* _EXERCISE DIRECTIONS_: Your reply should be a single number, the count of lines in the records that contain "player".
** Opening GIVEN RECORDS block **
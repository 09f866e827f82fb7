#![deny(warnings)]

//! Core domain models and invariants for the Color Game simulator.
//!
//! This crate defines the serializable types shared by the odds model, the
//! session runtime and the analysis pipeline, with validation helpers that
//! guarantee basic invariants before any dice are rolled.

use rust_decimal::Decimal;
use serde::{Deserialize, Serialize};
use std::fmt;
use std::str::FromStr;
use thiserror::Error;

/// Number of bettable colors on each die.
pub const NUM_COLORS: usize = 6;
/// Dice rolled per round unless configured otherwise.
pub const DEFAULT_NUM_DICE: usize = 3;
/// Allowed drift of a profile's weight sum away from 1.
pub const WEIGHT_TOLERANCE: f64 = 1e-9;
/// Default draw weight of the house color in a biased game.
pub const DEFAULT_HOUSE_COLOR_WEIGHT: f64 = 0.20;

/// Default payout modifier of the biased game (0.95).
pub fn default_payout_modifier() -> Decimal {
    Decimal::new(95, 2)
}

/// Default starting bankroll (1000).
pub fn default_initial_bankroll() -> Decimal {
    Decimal::new(1000, 0)
}

/// One of the six colors painted on the dice.
#[derive(Clone, Copy, Debug, PartialEq, Eq, PartialOrd, Ord, Hash, Serialize, Deserialize)]
pub enum Color {
    Red,
    Blue,
    Yellow,
    White,
    Green,
    Pink,
}

impl Color {
    /// All colors in display order.
    pub const ALL: [Color; NUM_COLORS] = [
        Color::Red,
        Color::Blue,
        Color::Yellow,
        Color::White,
        Color::Green,
        Color::Pink,
    ];

    /// Position of the color in [`Color::ALL`].
    pub fn index(self) -> usize {
        self as usize
    }

    /// Human-readable label.
    pub fn name(self) -> &'static str {
        match self {
            Color::Red => "Red",
            Color::Blue => "Blue",
            Color::Yellow => "Yellow",
            Color::White => "White",
            Color::Green => "Green",
            Color::Pink => "Pink",
        }
    }
}

impl fmt::Display for Color {
    fn fmt(&self, f: &mut fmt::Formatter<'_>) -> fmt::Result {
        f.write_str(self.name())
    }
}

impl FromStr for Color {
    type Err = GameError;

    fn from_str(s: &str) -> Result<Self, Self::Err> {
        let label = s.trim();
        Color::ALL
            .iter()
            .copied()
            .find(|c| c.name().eq_ignore_ascii_case(label))
            .ok_or_else(|| GameError::InvalidCategory(label.to_string()))
    }
}

/// Errors raised by the game model and everything built on top of it.
#[derive(Debug, Error, PartialEq)]
pub enum GameError {
    /// Bet references a label outside the fixed color set.
    #[error("invalid category: {0:?}")]
    InvalidCategory(String),
    /// Stake must be non-negative.
    #[error("invalid stake: {0}")]
    InvalidStake(Decimal),
    /// Stake exceeds the current bankroll.
    #[error("insufficient funds: stake {stake} exceeds bankroll {bankroll}")]
    InsufficientFunds { stake: Decimal, bankroll: Decimal },
    /// Malformed draw weights.
    #[error("invalid probability profile: {0}")]
    InvalidProfile(String),
    /// Bankroll, payout modifier or dice count out of range.
    #[error("invalid configuration: {0}")]
    InvalidConfig(String),
    /// Numeric conversion to floating point failed.
    #[error("non-finite numeric conversion")]
    NonFinite,
    /// Money arithmetic exceeded the representable range.
    #[error("arithmetic overflow")]
    Overflow,
}

/// Per-color draw weights used when rolling the dice.
#[derive(Clone, Debug, PartialEq, Serialize, Deserialize)]
#[serde(tag = "kind", rename_all = "snake_case")]
pub enum ProbabilityProfile {
    /// Every color has weight 1/6.
    Uniform,
    /// `color` has `weight`; the other five split the remainder evenly.
    Biased { color: Color, weight: f64 },
    /// Explicit weight table in [`Color::ALL`] order.
    Custom { weights: [f64; NUM_COLORS] },
}

impl ProbabilityProfile {
    /// Biased profile, validated.
    pub fn biased(color: Color, weight: f64) -> Result<Self, GameError> {
        let profile = ProbabilityProfile::Biased { color, weight };
        profile.validate()?;
        Ok(profile)
    }

    /// Custom weight table, validated.
    pub fn custom(weights: [f64; NUM_COLORS]) -> Result<Self, GameError> {
        let profile = ProbabilityProfile::Custom { weights };
        profile.validate()?;
        Ok(profile)
    }

    /// Weights in [`Color::ALL`] order.
    pub fn weights(&self) -> [f64; NUM_COLORS] {
        match self {
            ProbabilityProfile::Uniform => [1.0 / NUM_COLORS as f64; NUM_COLORS],
            ProbabilityProfile::Biased { color, weight } => {
                let other = (1.0 - weight) / (NUM_COLORS - 1) as f64;
                let mut w = [other; NUM_COLORS];
                w[color.index()] = *weight;
                w
            }
            ProbabilityProfile::Custom { weights } => *weights,
        }
    }

    /// Draw weight of a single color.
    pub fn weight(&self, color: Color) -> f64 {
        self.weights()[color.index()]
    }

    /// The favored color, if this profile has one.
    pub fn distinguished(&self) -> Option<Color> {
        match self {
            ProbabilityProfile::Biased { color, .. } => Some(*color),
            _ => None,
        }
    }

    /// Check that weights are non-negative, finite and sum to one.
    pub fn validate(&self) -> Result<(), GameError> {
        if let ProbabilityProfile::Biased { weight, .. } = self {
            if !weight.is_finite() || *weight <= 0.0 || *weight >= 1.0 {
                return Err(GameError::InvalidProfile(format!(
                    "biased weight {weight} must lie in (0, 1)"
                )));
            }
        }
        let weights = self.weights();
        if weights.iter().any(|w| !w.is_finite() || *w < 0.0) {
            return Err(GameError::InvalidProfile(
                "weights must be finite and non-negative".to_string(),
            ));
        }
        let sum: f64 = weights.iter().sum();
        if (sum - 1.0).abs() > WEIGHT_TOLERANCE {
            return Err(GameError::InvalidProfile(format!(
                "weights sum to {sum}, expected 1"
            )));
        }
        Ok(())
    }
}

/// Static configuration of a game: money, dice and payout model.
#[derive(Clone, Debug, PartialEq, Serialize, Deserialize)]
pub struct GameConfig {
    /// Bankroll at the start of every session (> 0).
    pub initial_bankroll: Decimal,
    /// Dice weights.
    pub profile: ProbabilityProfile,
    /// Multiplier on winning payouts, in (0, 1].
    pub payout_modifier: Decimal,
    /// Dice per round (>= 1).
    pub num_dice: usize,
}

impl GameConfig {
    /// Fair game: uniform dice and unmodified payouts.
    pub fn fair(initial_bankroll: Decimal) -> Self {
        Self {
            initial_bankroll,
            profile: ProbabilityProfile::Uniform,
            payout_modifier: Decimal::ONE,
            num_dice: DEFAULT_NUM_DICE,
        }
    }

    /// House-biased game: `house_color` drawn with `weight`, payouts scaled by `payout_modifier`.
    pub fn biased(
        initial_bankroll: Decimal,
        house_color: Color,
        weight: f64,
        payout_modifier: Decimal,
    ) -> Result<Self, GameError> {
        let cfg = Self {
            initial_bankroll,
            profile: ProbabilityProfile::Biased {
                color: house_color,
                weight,
            },
            payout_modifier,
            num_dice: DEFAULT_NUM_DICE,
        };
        cfg.validate()?;
        Ok(cfg)
    }

    /// Validate profile and scalar parameters.
    pub fn validate(&self) -> Result<(), GameError> {
        self.profile.validate()?;
        if self.initial_bankroll <= Decimal::ZERO {
            return Err(GameError::InvalidConfig(format!(
                "initial bankroll {} must be > 0",
                self.initial_bankroll
            )));
        }
        if self.payout_modifier <= Decimal::ZERO || self.payout_modifier > Decimal::ONE {
            return Err(GameError::InvalidConfig(format!(
                "payout modifier {} must lie in (0, 1]",
                self.payout_modifier
            )));
        }
        if self.num_dice == 0 {
            return Err(GameError::InvalidConfig(format!(
                "dice count {} must be >= 1",
                self.num_dice
            )));
        }
        Ok(())
    }
}

/// Colors shown by the dice after one roll, in die order.
#[derive(Clone, Debug, PartialEq, Eq, Serialize, Deserialize)]
#[serde(transparent)]
pub struct Outcome(pub Vec<Color>);

impl Outcome {
    /// Number of dice showing `color`.
    pub fn count(&self, color: Color) -> usize {
        self.0.iter().filter(|&&c| c == color).count()
    }

    pub fn len(&self) -> usize {
        self.0.len()
    }

    pub fn is_empty(&self) -> bool {
        self.0.is_empty()
    }
}

/// Snapshot of one resolved round.
#[derive(Clone, Debug, PartialEq, Serialize, Deserialize)]
pub struct RoundRecord {
    pub bet_color: Color,
    pub stake: Decimal,
    pub outcome: Outcome,
    pub match_count: usize,
    /// Positive when the player wins, `-stake` on a miss.
    pub net_winnings: Decimal,
    pub bankroll_after: Decimal,
    pub house_profit_after: Decimal,
}

/// Aggregate of one completed session. Field names are the column names
/// consumed by downstream tabular analysis.
#[derive(Clone, Debug, PartialEq, Serialize, Deserialize)]
pub struct SessionSummary {
    pub initial_bankroll: Decimal,
    pub final_bankroll: Decimal,
    pub net_profit: Decimal,
    pub house_profit: Decimal,
    pub rounds_played: u32,
    pub wins: u32,
    pub losses: u32,
    pub total_wagered: Decimal,
}

impl SessionSummary {
    /// Derive a summary from a session's end state and round history.
    pub fn from_history(
        initial_bankroll: Decimal,
        final_bankroll: Decimal,
        house_profit: Decimal,
        history: &[RoundRecord],
    ) -> Self {
        let mut wins = 0u32;
        let mut losses = 0u32;
        let mut total_wagered = Decimal::ZERO;
        for r in history {
            if r.net_winnings > Decimal::ZERO {
                wins += 1;
            } else if r.net_winnings < Decimal::ZERO {
                losses += 1;
            }
            // Saturates instead of panicking on astronomically long runs.
            total_wagered = total_wagered.saturating_add(r.stake);
        }
        Self {
            initial_bankroll,
            final_bankroll,
            net_profit: final_bankroll - initial_bankroll,
            house_profit,
            rounds_played: history.len() as u32,
            wins,
            losses,
            total_wagered,
        }
    }

    /// True when the player finished with nothing left.
    pub fn is_bankrupt(&self) -> bool {
        self.final_bankroll.is_zero()
    }
}

/// A round record tagged with its position across many sessions.
#[derive(Clone, Debug, PartialEq, Serialize, Deserialize)]
pub struct RoundSample {
    pub game_index: usize,
    pub round_index: usize,
    #[serde(flatten)]
    pub record: RoundRecord,
}

/// Simulation run configuration, typically loaded from YAML.
#[derive(Clone, Debug, PartialEq, Serialize, Deserialize)]
#[serde(default)]
pub struct SimConfig {
    /// Seed for deterministic RNG.
    pub rng_seed: u64,
    pub initial_bankroll: Decimal,
    /// Sessions simulated per model.
    pub num_trials: usize,
    /// Round ceiling per session.
    pub max_rounds: usize,
    /// Stake placed every round.
    pub stake: Decimal,
    /// Betting strategy label, e.g. "random", "fixed:red", "follow_bias".
    pub strategy: String,
    pub house_color: Color,
    pub house_color_weight: f64,
    pub payout_modifier: Decimal,
    pub num_dice: usize,
    /// Sessions recorded round by round for trajectory output.
    pub detailed_games: usize,
    /// Spread trials over worker threads.
    pub parallel: bool,
}

impl Default for SimConfig {
    fn default() -> Self {
        Self {
            rng_seed: 42,
            initial_bankroll: default_initial_bankroll(),
            num_trials: 10_000,
            max_rounds: 100,
            stake: Decimal::new(10, 0),
            strategy: "random".to_string(),
            house_color: Color::Red,
            house_color_weight: DEFAULT_HOUSE_COLOR_WEIGHT,
            payout_modifier: default_payout_modifier(),
            num_dice: DEFAULT_NUM_DICE,
            detailed_games: 50,
            parallel: false,
        }
    }
}

impl SimConfig {
    /// Fair game built from this run configuration.
    pub fn fair_game(&self) -> Result<GameConfig, GameError> {
        let cfg = GameConfig {
            num_dice: self.num_dice,
            ..GameConfig::fair(self.initial_bankroll)
        };
        cfg.validate()?;
        Ok(cfg)
    }

    /// House-biased game built from this run configuration.
    pub fn biased_game(&self) -> Result<GameConfig, GameError> {
        let cfg = GameConfig {
            initial_bankroll: self.initial_bankroll,
            profile: ProbabilityProfile::Biased {
                color: self.house_color,
                weight: self.house_color_weight,
            },
            payout_modifier: self.payout_modifier,
            num_dice: self.num_dice,
        };
        cfg.validate()?;
        Ok(cfg)
    }

    /// Validate run-level parameters that do not belong to a single game.
    pub fn validate(&self) -> Result<(), GameError> {
        if self.stake < Decimal::ZERO {
            return Err(GameError::InvalidStake(self.stake));
        }
        self.fair_game()?;
        self.biased_game()?;
        Ok(())
    }
}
** Closing GIVEN RECORDS block **
* _RESULT OF THIS TASK_: 2